Contra la opinión de Chenal, los guionistas decidieron que no era necesario que Héctor (Florindo Ferrario) —el condesito en la novela— y Julia hubieran consumado el adulterio. El libreto quedó a gusto de los escritores y, probablemente, de la censura argentina, lo que provoca un grave desequilibrio dramático en la escena en que, ante los alienistas y Alejandro, Héctor niega haber sido el amante de Julia. Además de la ausencia del hijo de la pareja, el clímax se traslada a las cabañas junto al río y la última imagen, de alto voltaje poético y necrofílico, presenta a Alejandro sumergiéndose en el agua con el cadáver de Julia en sus brazos, "en un viaje que no terminará nunca y en el que nadie podrá ya separarlos".

Petit de Murat vuelve a ofrecer en 1954 su adaptación del texto unamuniano a la Cinematográfica Filmex, de Gregorio Walerstein, quien la produce en México con el título de La entrega. La principal novedad de esta versión es su ambientación contemporánea, lo que acentúa el perfil melodramático y social del argumento. A la primera de estas características sirven también las interpretaciones de Marga López y Arturo de Córdova: apacible en el sufrimiento la de ella, alucinada en su determinación la de él. Julián Soler pone también todos los elementos escenográficos en juego: la arquitectura colonial, el mar y la tempestad, la escalera como metáfora siguiendo el modelo del melodrama hollywoodense...
El crucifijo no está en la cabaña de pescadores como símbolo de expiación y perdón, sino como prueba de la indiferencia de Dios ante el sufrimiento de los hombres. Por eso esta versión es la más explícita en cuanto al suicidio de Alejandro para consumar el amor más allá de la muerte:

—Yo no te quiero, no. Yo te... ¡No hay palabras para decirlo!
—Alejandro, dime, quién eres.
—Yo... nada más que tu hombre. El hombre que tú has hecho de mí. (...) Ya nada puede separarnos, Julia. Seguiremos nuestro viaje. Ya viene la marea para llevarnos juntos. ¡Te quiero!

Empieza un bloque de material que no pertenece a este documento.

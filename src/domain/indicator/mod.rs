//! Indicator engine.
//!
//! Computes the confirm/fast/medium/slow/filter EMAs and ATR over a window of
//! closed candles. Pure function of the window; recomputed every evaluation.

pub mod atr;
pub mod ema;

use crate::domain::candle::Candle;
use crate::domain::error::CandlegateError;
use crate::domain::instrument::InstrumentConfig;
use serde::{Deserialize, Serialize};

/// Period of the confirm EMA, which tracks the close exactly.
pub const CONFIRM_PERIOD: usize = 1;

#[derive(Debug, Clone, Copy, PartialEq, Eq, Serialize, Deserialize)]
#[serde(rename_all = "UPPERCASE")]
pub enum Trend {
    Bullish,
    Bearish,
    Sideways,
}

/// EMA values at one candle.
#[derive(Debug, Clone, Copy, PartialEq)]
pub struct EmaLines {
    pub confirm: f64,
    pub fast: f64,
    pub medium: f64,
    pub slow: f64,
    pub filter: f64,
}

impl EmaLines {
    /// Fast, medium and slow, the lines a crossover is checked against.
    pub fn crossover_lines(&self) -> [f64; 3] {
        [self.fast, self.medium, self.slow]
    }

    pub fn trend(&self) -> Trend {
        if self.fast > self.medium && self.medium > self.slow {
            Trend::Bullish
        } else if self.fast < self.medium && self.medium < self.slow {
            Trend::Bearish
        } else {
            Trend::Sideways
        }
    }
}

/// Indicators at the latest closed candle, plus the values one candle earlier.
#[derive(Debug, Clone, Copy, PartialEq)]
pub struct IndicatorSet {
    pub ema: EmaLines,
    pub previous_ema: EmaLines,
    pub atr: f64,
    pub previous_atr: f64,
    pub current_price: f64,
    pub trend: Trend,
}

pub fn compute_indicators(
    candles: &[Candle],
    config: &InstrumentConfig,
) -> Result<IndicatorSet, CandlegateError> {
    let minimum = config.min_bars();
    if candles.len() < minimum {
        return Err(CandlegateError::InsufficientData {
            symbol: config.symbol.clone(),
            bars: candles.len(),
            minimum,
        });
    }

    let closes: Vec<f64> = candles.iter().map(|c| c.close).collect();
    let confirm = ema::calculate_ema(&closes, CONFIRM_PERIOD);
    let fast = ema::calculate_ema(&closes, config.ema.fast);
    let medium = ema::calculate_ema(&closes, config.ema.medium);
    let slow = ema::calculate_ema(&closes, config.ema.slow);
    let filter = ema::calculate_ema(&closes, config.ema.filter);

    let lines_at = |i: usize| EmaLines {
        confirm: confirm[i],
        fast: fast[i],
        medium: medium[i],
        slow: slow[i],
        filter: filter[i],
    };

    let last = candles.len() - 1;
    let current = lines_at(last);

    Ok(IndicatorSet {
        ema: current,
        previous_ema: lines_at(last - 1),
        atr: atr::calculate_atr(candles, config.atr_period),
        previous_atr: atr::calculate_atr(&candles[..last], config.atr_period),
        current_price: closes[last],
        trend: current.trend(),
    })
}

#[cfg(test)]
mod tests {
    use super::*;
    use crate::adapters::file_config_adapter::FileConfigAdapter;
    use approx::assert_relative_eq;
    use chrono::NaiveDate;

    fn config() -> InstrumentConfig {
        let ini = "[ema]\nfast = 3\nmedium = 5\nslow = 8\nfilter = 10\n[atr]\nperiod = 4\n";
        let adapter = FileConfigAdapter::from_string(ini).unwrap();
        InstrumentConfig::from_config("EURUSD", &adapter, 1.0).unwrap()
    }

    fn rising(n: usize) -> Vec<Candle> {
        let start = NaiveDate::from_ymd_opt(2024, 5, 6)
            .unwrap()
            .and_hms_opt(8, 0, 0)
            .unwrap();
        (0..n)
            .map(|i| {
                let base = 1.1000 + i as f64 * 0.0005;
                Candle {
                    time: start + chrono::Duration::minutes(5 * i as i64),
                    open: base,
                    high: base + 0.0008,
                    low: base - 0.0002,
                    close: base + 0.0005,
                }
            })
            .collect()
    }

    #[test]
    fn insufficient_window_is_data_error() {
        let err = compute_indicators(&rising(5), &config()).unwrap_err();
        assert!(matches!(
            err,
            CandlegateError::InsufficientData { bars: 5, minimum: 10, .. }
        ));
        assert!(err.is_data_error());
    }

    #[test]
    fn confirm_line_is_close() {
        let candles = rising(30);
        let set = compute_indicators(&candles, &config()).unwrap();
        assert_eq!(set.ema.confirm, candles[29].close);
        assert_eq!(set.previous_ema.confirm, candles[28].close);
        assert_eq!(set.current_price, candles[29].close);
    }

    #[test]
    fn rising_market_is_bullish() {
        let set = compute_indicators(&rising(30), &config()).unwrap();
        assert_eq!(set.trend, Trend::Bullish);
        assert!(set.ema.fast > set.ema.slow);
    }

    #[test]
    fn atr_matches_steady_range() {
        // each TR = max(0.0010, |high - prev close|=0.0008, |low - prev close|=0.0002)
        let set = compute_indicators(&rising(30), &config()).unwrap();
        assert_relative_eq!(set.atr, 0.0010, epsilon = 1e-9);
        assert_relative_eq!(set.previous_atr, 0.0010, epsilon = 1e-9);
    }

    #[test]
    fn trend_classification() {
        let mk = |fast, medium, slow| EmaLines {
            confirm: 0.0,
            fast,
            medium,
            slow,
            filter: 0.0,
        };
        assert_eq!(mk(3.0, 2.0, 1.0).trend(), Trend::Bullish);
        assert_eq!(mk(1.0, 2.0, 3.0).trend(), Trend::Bearish);
        assert_eq!(mk(2.0, 2.0, 1.0).trend(), Trend::Sideways);
    }
}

Todavía en 1983 la historia de Unamuno regresa a la pantalla, esta vez con ropajes de drama ranchero y hechuras de telenovela que firma Rafael Villaseñor Kuri. La nueva cinta está al servicio del cantante mexicano Vicente Fernández, así que podemos irnos olvidando de las sutilezas de las dos versiones anteriores. Rebautizado el personaje como Joaquín Barrera, el resuelto hombre hecho a sí mismo que compra tierras y telares consigue también el corazón de la bella Laura Monteros (la española Amparo Muñoz). A partir de ahí el guión de Rafael García Travesi, sólo toma algunos elementos de la novela de Unamuno, prescinde del conde y, por supuesto del adulterio —a Vicente Fernández no lo corona nadie— y centra su desarrollo en la mentira de Laura, dispuesta a cualquier cosa con tal de escuchar de labios de su marido que la ama, sobre todo ahora que le ha dado un hijo. Es Fernando Aguirre (Óscar Traven), su primer novio, el que le sirve de excusa para excitar los celos de Joaquín y quien reniega de ella. La separación durante el internamiento de ella, sirve de espita al trauma psicoanalítico —¡nada menos¡— que le causó asistir a una escena entre sus progenitores en la que descubre que se casaron por interés y en la que la madre le reprocha al padre no haber sabido ser "todo un hombre". Por todo ello no es extraño que, a pesar de que los títulos de crédito indiquen la deuda con la obra de Unamuno, García Travesi aparezca paradójicamente acreditado como autor del "argumento original y libreto cinematográfico". Por supuesto, el metraje se completa con media docena de canciones interpretadas por el astro azteca.